Foxfyre wrote:I don't believe I referred to plans at all CI. I was talking about something entirely different than plans. I'm talking about a person who can project himself as somebody competent to be President and why he might avoid situations that would give a different impression than that.
But here is an
EXAMPLE of what he sounded like when his ear piece stopped working and his staff couldn't feed him what he should say. Fluke? Or typical? His campaign intends that we never find out.
Cripes, Foxy!
McCain, the master of the townhall, has made his share of gaffes. And they're not always just along the lines of
getting a word wrong and make him the butt of jokes. Several times, those "gaffes" have been enough to raise eyebrows: did he really mean that
America went to war because of oil? Does he really have
no clue about the Iran-al Qaeda relationship? Did he really just say that
having troops in Iraq for 100 years would be a-okay?

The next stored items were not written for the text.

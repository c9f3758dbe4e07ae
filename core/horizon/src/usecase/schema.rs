//! 分析結果の出力スキーマ（Gemini 方言: 大文字の type と propertyOrdering）
//!
//! 必須フィールドは常に返させ、カテゴリ固有のフィールドは任意にする。
//! OpenAI 互換プロバイダでは common::llm::openai_compat::to_json_schema で変換される。

use serde_json::{json, Map, Value};

/// 常に返させるトップレベルのフィールド
pub const REQUIRED_FIELDS: [&str; 12] = [
    "word",
    "category",
    "greeting",
    "pronunciation",
    "definition",
    "etymology",
    "wordFamily",
    "nookLibrary",
    "twinFlowers",
    "oppositeStones",
    "soundEffect",
    "example",
];

/// カテゴリに応じて返させるフィールド
pub const OPTIONAL_FIELDS: [&str; 4] = ["trickyPairs", "quiz", "vocabUpgrades", "grammar"];

fn string() -> Value {
    json!({ "type": "STRING" })
}

fn array_of(items: Value) -> Value {
    json!({ "type": "ARRAY", "items": items })
}

/// 並び順の通りに properties と propertyOrdering を作る
fn object(fields: &[(&str, Value)]) -> Value {
    let mut properties = Map::new();
    for (name, schema) in fields {
        properties.insert((*name).to_string(), schema.clone());
    }
    let ordering: Vec<&str> = fields.iter().map(|(name, _)| *name).collect();
    json!({
        "type": "OBJECT",
        "properties": properties,
        "propertyOrdering": ordering,
    })
}

fn quiz(fields_in_order: &[&str]) -> Value {
    let fields: Vec<(&str, Value)> = fields_in_order
        .iter()
        .map(|name| {
            let schema = if *name == "options" {
                array_of(string())
            } else {
                string()
            };
            (*name, schema)
        })
        .collect();
    object(&fields)
}

/// 分析要求に添える出力スキーマ
pub fn analysis_schema() -> Value {
    let word_family = array_of(object(&[
        ("form", string()),
        ("level", string()),
        ("meaning", string()),
        ("morphology", string()),
        ("register", string()),
    ]));
    let nook_library = array_of(object(&[("phrase", string()), ("meaning", string())]));
    let twin_flowers = array_of(object(&[("synonym", string()), ("explanation", string())]));
    let tricky_pairs = array_of(object(&[("word", string()), ("difference", string())]));
    let vocab_upgrades = array_of(object(&[
        ("level", string()),
        ("text", string()),
        ("notes", string()),
    ]));
    let grammar = object(&[
        ("topic", string()),
        ("quickMap", array_of(string())),
        ("memoryTrick", string()),
        ("expertTrap", string()),
        (
            "practice",
            object(&[
                ("mcq", quiz(&["question", "options", "correctAnswer"])),
                ("rewrite", quiz(&["question", "correctAnswer"])),
            ]),
        ),
    ]);

    let mut schema = object(&[
        ("word", string()),
        ("category", string()),
        ("greeting", string()),
        ("pronunciation", string()),
        ("definition", string()),
        ("etymology", string()),
        ("wordFamily", word_family),
        ("nookLibrary", nook_library),
        ("twinFlowers", twin_flowers),
        ("oppositeStones", array_of(string())),
        ("soundEffect", string()),
        ("example", string()),
        ("trickyPairs", tricky_pairs),
        ("quiz", quiz(&["question", "correctAnswer", "options"])),
        ("vocabUpgrades", vocab_upgrades),
        ("grammar", grammar),
    ]);
    schema["required"] = json!(REQUIRED_FIELDS);
    schema
}

#[cfg(test)]
mod tests {
    use super::*;

    #[test]
    fn test_required_fields_are_declared_properties() {
        let s = analysis_schema();
        let required: Vec<&str> = s["required"]
            .as_array()
            .unwrap()
            .iter()
            .map(|v| v.as_str().unwrap())
            .collect();
        assert_eq!(required, REQUIRED_FIELDS.to_vec());
        for name in REQUIRED_FIELDS.iter().chain(OPTIONAL_FIELDS.iter()) {
            assert!(s["properties"].get(*name).is_some(), "missing property {}", name);
        }
    }

    #[test]
    fn test_optional_fields_not_required() {
        let s = analysis_schema();
        let required = s["required"].as_array().unwrap();
        for name in OPTIONAL_FIELDS {
            assert!(!required.iter().any(|v| v == name));
        }
    }

    #[test]
    fn test_property_ordering_follows_declaration() {
        let s = analysis_schema();
        let ordering = s["propertyOrdering"].as_array().unwrap();
        assert_eq!(ordering.len(), 16);
        assert_eq!(ordering[0], "word");
        assert_eq!(ordering[15], "grammar");
        let mcq = &s["properties"]["grammar"]["properties"]["practice"]["properties"]["mcq"];
        assert_eq!(mcq["propertyOrdering"], json!(["question", "options", "correctAnswer"]));
        assert_eq!(mcq["properties"]["options"]["type"], "ARRAY");
    }
}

And, of course, the dementis always come in as soon as those gaffes are pointed out to his campaign: no, he didn't mean that the invasion of Iraq was about oil - he was talking about the first Gulf War. Iran training al Qaeda? No, they're training extremists. And the whole kerfuffle about 100 years of war? Ah, no, he never meant that. What he
meant to say was that he wants to keep troops in Iraq as long as it takes to win the war - and once Iraq has become a peaceful democracy, like Germany or Japan or South Korea, nobody would object to having troops there, right?
Now, using your reasoning: is that a person that is projecting himself as somebody competent to be President? Is he really as brilliant in a townhall setting as the right claims he is? What about all his gaffes? Flukes? Or typical?
Well, according to his campaign, what he's saying is just constantly misinterpreted. Okay.